### What to work on
The required result is each line of the entries below containing the string "redirect".

□ □ □ □ □

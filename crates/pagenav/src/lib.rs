pub mod config;
pub mod errors;
pub mod handlers;
pub mod headers;
pub mod location;
pub mod nav;
pub mod page_param;
pub mod summary;
pub mod window;

use std::sync::Arc;

use axum::{
    Extension, Router,
    http::{HeaderValue, Method, header},
    routing::get,
};
use tower_http::{
    cors::{Any, CorsLayer},
    set_header::SetResponseHeaderLayer,
};

use crate::{
    config::NavConfig,
    handlers::{get_nav, get_nav_html, health_check, openapi_json},
};

pub use crate::{
    location::Location,
    nav::{NavItem, NavItemKind, PaginationNav},
    window::{MAX_WINDOW_LIMIT, PageWindow, PaginationState, compute_window},
};

pub fn create_router(config: NavConfig) -> Router {
    let cors = CorsLayer::new()
        .allow_methods([Method::GET])
        .allow_headers(Any)
        .allow_origin(Any);

    Router::new()
        .route("/health", get(health_check))
        .route("/nav", get(get_nav))
        .route("/nav.html", get(get_nav_html))
        .route("/openapi.json", get(openapi_json))
        .layer(Extension(Arc::new(config)))
        .layer(cors)
        .layer(SetResponseHeaderLayer::overriding(
            header::X_CONTENT_TYPE_OPTIONS,
            HeaderValue::from_static("nosniff"),
        ))
        .layer(SetResponseHeaderLayer::if_not_present(
            header::CACHE_CONTROL,
            HeaderValue::from_static("no-store"),
        ))
}

pub async fn run_server(config: NavConfig) -> anyhow::Result<()> {
    let port = config.port;
    let app = create_router(config);

    let listener = tokio::net::TcpListener::bind(format!("0.0.0.0:{}", port)).await?;

    tracing::info!("Server running on http://0.0.0.0:{}", port);

    axum::serve(listener, app).await?;

    Ok(())
}
use pagenav::{config::NavConfig, run_server};
use tracing_subscriber::{EnvFilter, layer::SubscriberExt, util::SubscriberInitExt};

fn init_logging() {
    tracing_subscriber::registry()
        .with(EnvFilter::try_from_default_env().unwrap_or_else(|_| EnvFilter::new("info")))
        .with(tracing_subscriber::fmt::layer().pretty())
        .init();
}

#[tokio::main]
async fn main() -> anyhow::Result<()> {
    init_logging();

    let config = NavConfig::from_env();

    tracing::info!(
        max_pages = config.max_pages,
        per_page = config.per_page,
        page_param = %config.page_param,
        "Loaded configuration"
    );

    run_server(config).await
}
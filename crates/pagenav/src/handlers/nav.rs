//! Pagination control endpoints.
//!
//! A server-side renderer passes the location of the list view it is
//! rendering plus the collection size, and gets back the page window, the
//! link of every control and, when the requested page is past the end, the
//! location to redirect to.

use std::sync::Arc;

use axum::{
    Extension, Json,
    extract::Query,
    http::HeaderMap,
    response::Html,
};
use serde::{Deserialize, Serialize};
use utoipa::{IntoParams, ToSchema};

use crate::{
    config::NavConfig,
    errors::AppError,
    headers::{PageInfo, PageRequest},
    location::Location,
    nav::PaginationNav,
    page_param::{read_page, resolve_out_of_range},
    summary::RangeSummary,
    window::{MAX_WINDOW_LIMIT, PageWindow, PaginationState},
};

/// Pagination control query parameters.
#[derive(Debug, Default, Deserialize, ToSchema, IntoParams)]
#[into_params(parameter_in = Query)]
pub struct NavQuery {
    /// Current location of the list view, e.g. `/projects?page=2&sort=name`
    pub href: String,
    /// Number of items in the collection. Read from the `total` request
    /// header when omitted.
    pub total: Option<i64>,
    /// Items per page
    pub per_page: Option<i64>,
    /// Maximum number of page links
    pub max_pages: Option<i64>,
    /// Name of the page query parameter
    pub param: Option<String>,
    /// Number of items on the current page, enables the range summary
    pub total_in_page: Option<i64>,
}

/// Computed pagination control.
#[derive(Debug, Serialize, ToSchema)]
pub struct NavResponse {
    pub current_page: i64,
    pub page_info: PageInfo,
    pub window: PageWindow,
    /// Absent when the collection fits on a single page.
    pub nav: Option<PaginationNav>,
    pub summary: Option<RangeSummary>,
    pub summary_text: Option<String>,
    /// Location to replace the current one with when the page is past the end.
    pub redirect: Option<String>,
}

#[utoipa::path(
    get,
    path = "/nav",
    tag = "pagination",
    params(NavQuery),
    responses(
        (status = 200, description = "Pagination control for the location", body = NavResponse),
        (status = 400, description = "Invalid location, parameter or header")
    )
)]
/// Compute the pagination control of a list view.
pub async fn get_nav(
    Extension(config): Extension<Arc<NavConfig>>,
    headers: HeaderMap,
    Query(query): Query<NavQuery>,
) -> Result<(HeaderMap, Json<NavResponse>), AppError> {
    let response = resolve_nav(&config, &headers, query)?;

    let mut response_headers = HeaderMap::new();
    response.page_info.write_headers(&mut response_headers);

    Ok((response_headers, Json(response)))
}

#[utoipa::path(
    get,
    path = "/nav.html",
    tag = "pagination",
    params(NavQuery),
    responses(
        (
            status = 200,
            description = "Pagination markup, empty when there is a single page",
            content_type = "text/html"
        ),
        (status = 400, description = "Invalid location, parameter or header")
    )
)]
/// Render the pagination control of a list view as HTML.
pub async fn get_nav_html(
    Extension(config): Extension<Arc<NavConfig>>,
    headers: HeaderMap,
    Query(query): Query<NavQuery>,
) -> Result<Html<String>, AppError> {
    let response = resolve_nav(&config, &headers, query)?;

    let Some(nav) = response.nav else {
        return Ok(Html(String::new()));
    };
    let mut html = String::from(r#"<div class="d-flex align-items-center flex-column">"#);
    html.push_str(&nav.render_html());
    if let Some(text) = response.summary_text {
        html.push_str(&format!(r#"<div class="pagination-label">{text}</div>"#));
    }
    html.push_str("</div>");

    Ok(Html(html))
}

/// Shared computation behind the JSON and HTML endpoints.
pub fn resolve_nav(
    config: &NavConfig,
    headers: &HeaderMap,
    query: NavQuery,
) -> Result<NavResponse, AppError> {
    let location = Location::parse(&query.href)?;

    let param = query.param.unwrap_or_else(|| config.page_param.clone());
    if param.is_empty() {
        return Err(AppError::InvalidInput("param must not be empty".into()));
    }

    let max_pages = query.max_pages.unwrap_or(config.max_pages);
    if max_pages > MAX_WINDOW_LIMIT {
        return Err(AppError::InvalidInput(format!(
            "max_pages must be at most {MAX_WINDOW_LIMIT}"
        )));
    }
    for (name, value) in [
        ("total", query.total),
        ("per_page", query.per_page),
        ("total_in_page", query.total_in_page),
    ] {
        if value.is_some_and(|v| v < 0) {
            return Err(AppError::InvalidInput(format!("{name} must not be negative")));
        }
    }

    let current_page = read_page(&location, &param);
    let upstream = PageInfo::from_headers(
        headers,
        PageRequest {
            page: Some(current_page),
            per_page: Some(config.per_page),
        },
        0,
    )?;
    let per_page = query.per_page.unwrap_or(upstream.per_page);
    let total = query.total.unwrap_or(upstream.total);

    let state =
        PaginationState::new(current_page, per_page, total).with_max_window_size(max_pages);
    let window = state.window();
    let total_pages = state.total_pages();

    tracing::debug!(
        href = %query.href,
        current_page,
        per_page,
        total,
        total_pages,
        "Computed pagination window"
    );

    let nav = PaginationNav::from_window(current_page, &window, &location, &param)
        .map(|nav| nav.with_aria_label(config.aria_label.clone()));
    let summary = query
        .total_in_page
        .and_then(|in_page| RangeSummary::new(current_page, per_page, in_page, total));
    let redirect = resolve_out_of_range(&location, &param, current_page, total_pages)
        .map(|target| target.to_href());
    if let Some(target) = &redirect {
        tracing::info!(href = %query.href, %target, "Requested page is past the last page");
    }

    Ok(NavResponse {
        current_page,
        page_info: PageInfo {
            page: current_page,
            per_page,
            total,
            total_pages,
        },
        window,
        nav,
        summary,
        summary_text: summary.map(|s| s.to_string()),
        redirect,
    })
}
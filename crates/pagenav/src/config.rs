//! Runtime configuration read from the environment.

use std::{env, str::FromStr};

use tracing::warn;

use crate::{
    nav::DEFAULT_ARIA_LABEL,
    page_param::{DEFAULT_PAGE_PARAM, DEFAULT_PER_PAGE},
    window::{DEFAULT_MAX_PAGES, MAX_WINDOW_LIMIT},
};

pub const DEFAULT_PORT: u16 = 3001;

/// Service settings and the defaults applied to requests that omit them.
#[derive(Debug, Clone, PartialEq, Eq)]
pub struct NavConfig {
    pub port: u16,
    /// Number of page links shown at once.
    pub max_pages: i64,
    pub per_page: i64,
    pub page_param: String,
    pub aria_label: String,
}

impl Default for NavConfig {
    fn default() -> Self {
        Self {
            port: DEFAULT_PORT,
            max_pages: DEFAULT_MAX_PAGES,
            per_page: DEFAULT_PER_PAGE,
            page_param: DEFAULT_PAGE_PARAM.to_string(),
            aria_label: DEFAULT_ARIA_LABEL.to_string(),
        }
    }
}

impl NavConfig {
    /// Reads `PORT`, `PAGENAV_MAX_PAGES`, `PAGENAV_PER_PAGE`,
    /// `PAGENAV_PAGE_PARAM` and `PAGENAV_ARIA_LABEL`. Missing or invalid
    /// values keep their defaults.
    pub fn from_env() -> Self {
        Self::from_lookup(|key| env::var(key).ok())
    }

    pub fn from_lookup(lookup: impl Fn(&str) -> Option<String>) -> Self {
        let defaults = Self::default();
        let max_pages = parse_or(&lookup, "PAGENAV_MAX_PAGES", defaults.max_pages);
        let per_page = parse_or(&lookup, "PAGENAV_PER_PAGE", defaults.per_page);

        Self {
            port: parse_or(&lookup, "PORT", defaults.port),
            max_pages: if (1..=MAX_WINDOW_LIMIT).contains(&max_pages) {
                max_pages
            } else {
                warn!(max_pages, "PAGENAV_MAX_PAGES out of range, using default");
                defaults.max_pages
            },
            per_page: if per_page > 0 {
                per_page
            } else {
                warn!(per_page, "PAGENAV_PER_PAGE must be positive, using default");
                defaults.per_page
            },
            page_param: lookup("PAGENAV_PAGE_PARAM")
                .filter(|param| !param.is_empty())
                .unwrap_or(defaults.page_param),
            aria_label: lookup("PAGENAV_ARIA_LABEL").unwrap_or(defaults.aria_label),
        }
    }
}

fn parse_or<T: FromStr + Copy>(
    lookup: &impl Fn(&str) -> Option<String>,
    key: &str,
    default: T,
) -> T {
    match lookup(key) {
        Some(raw) => raw.trim().parse().unwrap_or_else(|_| {
            warn!(key, value = %raw, "Ignoring unparsable setting");
            default
        }),
        None => default,
    }
}
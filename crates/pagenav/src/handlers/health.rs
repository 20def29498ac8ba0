use axum::Json;
use serde::Serialize;
use utoipa::ToSchema;

#[derive(Debug, Serialize, ToSchema)]
pub struct Health {
    pub status: &'static str,
}

#[utoipa::path(
    get,
    path = "/health",
    tag = "health",
    responses(
        (status = 200, description = "Service is up", body = Health)
    )
)]
pub async fn health_check() -> Json<Health> {
    Json(Health { status: "ok" })
}
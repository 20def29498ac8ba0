//! Pagination metadata carried in HTTP response headers.
//!
//! Paginated backend endpoints return the page slice in the body and the
//! position within the collection in the `page`, `per-page`, `total` and
//! `total-pages` headers.

use axum::http::{HeaderMap, HeaderName, HeaderValue};
use serde::Serialize;
use utoipa::ToSchema;

use crate::{errors::AppError, window::PaginationState};

pub static PAGE_HEADER: HeaderName = HeaderName::from_static("page");
pub static PER_PAGE_HEADER: HeaderName = HeaderName::from_static("per-page");
pub static TOTAL_HEADER: HeaderName = HeaderName::from_static("total");
pub static TOTAL_PAGES_HEADER: HeaderName = HeaderName::from_static("total-pages");

/// Page and page size the caller asked for. Used when the response does
/// not echo them back.
#[derive(Debug, Clone, Copy, Default, PartialEq, Eq)]
pub struct PageRequest {
    pub page: Option<i64>,
    pub per_page: Option<i64>,
}

/// Position of a response within its collection.
#[derive(Debug, Clone, Copy, Default, PartialEq, Eq, Serialize, ToSchema)]
pub struct PageInfo {
    pub page: i64,
    pub per_page: i64,
    pub total: i64,
    pub total_pages: i64,
}

impl PageInfo {
    /// Reads pagination headers, falling back to the request and then to
    /// the number of items actually received.
    pub fn from_headers(
        headers: &HeaderMap,
        request: PageRequest,
        item_count: usize,
    ) -> Result<Self, AppError> {
        let item_count = i64::try_from(item_count).unwrap_or(i64::MAX);

        let page = read_header(headers, &PAGE_HEADER)?
            .or(request.page)
            .unwrap_or(1);
        let per_page = read_header(headers, &PER_PAGE_HEADER)?
            .or(request.per_page)
            .unwrap_or(item_count);
        let total = read_header(headers, &TOTAL_HEADER)?.unwrap_or(item_count);
        let total_pages = match read_header(headers, &TOTAL_PAGES_HEADER)? {
            Some(total_pages) => total_pages,
            None => PaginationState::new(page, per_page, total).total_pages(),
        };

        Ok(Self {
            page,
            per_page,
            total,
            total_pages,
        })
    }

    /// Writes the four pagination headers, replacing existing values.
    pub fn write_headers(&self, headers: &mut HeaderMap) {
        headers.insert(PAGE_HEADER.clone(), HeaderValue::from(self.page));
        headers.insert(PER_PAGE_HEADER.clone(), HeaderValue::from(self.per_page));
        headers.insert(TOTAL_HEADER.clone(), HeaderValue::from(self.total));
        headers.insert(TOTAL_PAGES_HEADER.clone(), HeaderValue::from(self.total_pages));
    }

    pub fn state(&self, max_window_size: i64) -> PaginationState {
        PaginationState::new(self.page, self.per_page, self.total)
            .with_max_window_size(max_window_size)
    }
}

fn read_header(headers: &HeaderMap, name: &'static HeaderName) -> Result<Option<i64>, AppError> {
    let Some(value) = headers.get(name) else {
        return Ok(None);
    };

    let invalid = || AppError::InvalidHeader {
        name: name.as_str(),
        value: String::from_utf8_lossy(value.as_bytes()).into_owned(),
    };

    let number = value
        .to_str()
        .map_err(|_| invalid())?
        .trim()
        .parse::<i64>()
        .map_err(|_| invalid())?;
    if number < 0 {
        return Err(invalid());
    }
    Ok(Some(number))
}
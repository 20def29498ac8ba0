//! Locations and page-link targets.
//!
//! A [`Location`] is the router-level view of a URL: path, ordered query
//! parameters and hash fragment. Page links are built by rewriting a single
//! query parameter and leaving everything else untouched.

use std::fmt;

use crate::errors::AppError;

/// Path, query parameters and hash of a navigable location.
#[derive(Debug, Clone, Default, PartialEq, Eq)]
pub struct Location {
    pub path: String,
    /// Query parameters in their original order. Duplicate names are kept.
    pub query: Vec<(String, String)>,
    /// Fragment without the leading `#`.
    pub hash: String,
}

impl Location {
    pub fn new(path: impl Into<String>) -> Self {
        Self {
            path: path.into(),
            ..Self::default()
        }
    }

    /// Parses a root-relative href such as `/projects?page=2&sort=name#top`.
    pub fn parse(href: &str) -> Result<Self, AppError> {
        if !href.starts_with('/') {
            return Err(AppError::InvalidLocation(format!(
                "expected a path starting with '/', got {href:?}"
            )));
        }

        let (rest, hash) = match href.split_once('#') {
            Some((rest, hash)) => (rest, hash),
            None => (href, ""),
        };
        let (path, search) = match rest.split_once('?') {
            Some((path, search)) => (path, search),
            None => (rest, ""),
        };

        let query = form_urlencoded::parse(search.as_bytes())
            .map(|(k, v)| (k.into_owned(), v.into_owned()))
            .collect();

        Ok(Self {
            path: path.to_string(),
            query,
            hash: hash.to_string(),
        })
    }

    /// First value of the query parameter `name`.
    pub fn query_param(&self, name: &str) -> Option<&str> {
        self.query
            .iter()
            .find(|(k, _)| k == name)
            .map(|(_, v)| v.as_str())
    }

    /// Returns a copy with `name` set to `value`.
    ///
    /// The first occurrence of `name` keeps its position, later duplicates
    /// are removed, and a missing parameter is appended at the end.
    pub fn with_param(&self, name: &str, value: impl Into<String>) -> Self {
        let mut value = Some(value.into());
        let mut query = Vec::with_capacity(self.query.len() + 1);
        for (k, v) in &self.query {
            if k != name {
                query.push((k.clone(), v.clone()));
            } else if let Some(value) = value.take() {
                query.push((k.clone(), value));
            }
        }
        if let Some(value) = value {
            query.push((name.to_string(), value));
        }

        Self {
            path: self.path.clone(),
            query,
            hash: self.hash.clone(),
        }
    }

    /// Returns a copy with every occurrence of `name` removed.
    pub fn without_param(&self, name: &str) -> Self {
        Self {
            path: self.path.clone(),
            query: self
                .query
                .iter()
                .filter(|(k, _)| k != name)
                .cloned()
                .collect(),
            hash: self.hash.clone(),
        }
    }

    /// The location a link to `page` points at: `param` set to the page
    /// number, all other state preserved.
    pub fn page_target(&self, param: &str, page: i64) -> Self {
        self.with_param(param, page.to_string())
    }

    /// Encoded query string without the leading `?`.
    pub fn search(&self) -> String {
        let mut serializer = form_urlencoded::Serializer::new(String::new());
        for (k, v) in &self.query {
            serializer.append_pair(k, v);
        }
        serializer.finish()
    }

    pub fn to_href(&self) -> String {
        self.to_string()
    }
}

impl fmt::Display for Location {
    fn fmt(&self, f: &mut fmt::Formatter<'_>) -> fmt::Result {
        f.write_str(&self.path)?;
        if !self.query.is_empty() {
            write!(f, "?{}", self.search())?;
        }
        if !self.hash.is_empty() {
            write!(f, "#{}", self.hash)?;
        }
        Ok(())
    }
}
//! Pagination control model.
//!
//! Combines the page window with page-link targets into the ordered list
//! of controls a list view renders: first, previous, the page numbers,
//! next, last.

use serde::Serialize;
use utoipa::ToSchema;

use crate::{
    location::Location,
    window::{PageWindow, PaginationState},
};

/// Accessible name of the `<nav>` landmark when none is configured.
pub const DEFAULT_ARIA_LABEL: &str = "page navigation";

#[derive(Debug, Clone, Copy, PartialEq, Eq, Serialize, ToSchema)]
#[serde(rename_all = "snake_case")]
pub enum NavItemKind {
    First,
    Previous,
    Page,
    Next,
    Last,
}

impl NavItemKind {
    fn is_shortcut(&self) -> bool {
        *self != NavItemKind::Page
    }
}

/// One link of the pagination control.
#[derive(Debug, Clone, PartialEq, Eq, Serialize, ToSchema)]
pub struct NavItem {
    pub kind: NavItemKind,
    /// Page this control navigates to.
    pub page: i64,
    #[serde(skip)]
    pub target: Location,
    pub href: String,
    pub aria_label: String,
    pub active: bool,
}

impl NavItem {
    /// Visible text of the control.
    pub fn label(&self) -> String {
        match self.kind {
            NavItemKind::First => "«".to_string(),
            NavItemKind::Previous => "‹".to_string(),
            NavItemKind::Page => self.page.to_string(),
            NavItemKind::Next => "›".to_string(),
            NavItemKind::Last => "»".to_string(),
        }
    }

    fn new(
        kind: NavItemKind,
        page: i64,
        location: &Location,
        param: &str,
        aria_label: String,
    ) -> Self {
        let target = location.page_target(param, page);
        Self {
            kind,
            page,
            href: target.to_href(),
            target,
            aria_label,
            active: false,
        }
    }
}

/// Ordered pagination controls for one list view.
#[derive(Debug, Clone, PartialEq, Eq, Serialize, ToSchema)]
pub struct PaginationNav {
    pub aria_label: String,
    pub current_page: i64,
    pub total_pages: i64,
    pub items: Vec<NavItem>,
}

impl PaginationNav {
    /// Builds the controls for `state`, linking every page through `param`
    /// on `location`. Returns `None` when there is nothing to paginate.
    pub fn build(state: &PaginationState, location: &Location, param: &str) -> Option<Self> {
        Self::from_window(state.current_page, &state.window(), location, param)
    }

    pub fn from_window(
        current_page: i64,
        window: &PageWindow,
        location: &Location,
        param: &str,
    ) -> Option<Self> {
        if window.is_empty() {
            return None;
        }
        let total_pages = window.total_pages;
        let mut items = Vec::with_capacity(window.pages.len() + 4);

        if window.show_first {
            items.push(NavItem::new(NavItemKind::First, 1, location, param, "first page".into()));
        }
        if window.show_prev {
            items.push(NavItem::new(
                NavItemKind::Previous,
                current_page - 1,
                location,
                param,
                "previous page".into(),
            ));
        }
        for &page in &window.pages {
            let mut item = NavItem::new(
                NavItemKind::Page,
                page,
                location,
                param,
                format!("page {page} of {total_pages}"),
            );
            item.active = page == current_page;
            items.push(item);
        }
        if window.show_next {
            items.push(NavItem::new(
                NavItemKind::Next,
                current_page + 1,
                location,
                param,
                "next page".into(),
            ));
        }
        if window.show_last {
            items.push(NavItem::new(
                NavItemKind::Last,
                total_pages,
                location,
                param,
                "last page".into(),
            ));
        }

        Some(Self {
            aria_label: DEFAULT_ARIA_LABEL.to_string(),
            current_page,
            total_pages,
            items,
        })
    }

    pub fn with_aria_label(mut self, aria_label: impl Into<String>) -> Self {
        self.aria_label = aria_label.into();
        self
    }

    /// The item marked as the current page, if the current page is in the window.
    pub fn active_item(&self) -> Option<&NavItem> {
        self.items.iter().find(|item| item.active)
    }

    /// Renders the controls as a Bootstrap-style `<nav>` fragment.
    pub fn render_html(&self) -> String {
        let mut html = format!(
            r#"<nav aria-label="{}"><ul class="pagination">"#,
            escape_html(&self.aria_label)
        );
        for item in &self.items {
            let (item_class, current) = if item.active {
                ("page-item active", r#" aria-current="page""#)
            } else {
                ("page-item", "")
            };
            let link_class = if item.kind.is_shortcut() {
                "page-link px-2"
            } else {
                "page-link"
            };
            html.push_str(&format!(r#"<li class="{item_class}">"#));
            html.push_str(&format!(
                r#"<a class="{link_class}" href="{}" aria-label="{}"{current}>{}</a></li>"#,
                escape_html(&item.href),
                escape_html(&item.aria_label),
                escape_html(&item.label()),
            ));
        }
        html.push_str("</ul></nav>");
        html
    }
}

fn escape_html(raw: &str) -> String {
    let mut escaped = String::with_capacity(raw.len());
    for c in raw.chars() {
        match c {
            '&' => escaped.push_str("&amp;"),
            '<' => escaped.push_str("&lt;"),
            '>' => escaped.push_str("&gt;"),
            '"' => escaped.push_str("&quot;"),
            '\'' => escaped.push_str("&#39;"),
            _ => escaped.push(c),
        }
    }
    escaped
}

□ □ □ □ □

### Task result
//! location to redirect to.
    pub redirect: Option<String>,
    let redirect = resolve_out_of_range(&location, &param, current_page, total_pages)
    if let Some(target) = &redirect {
        redirect,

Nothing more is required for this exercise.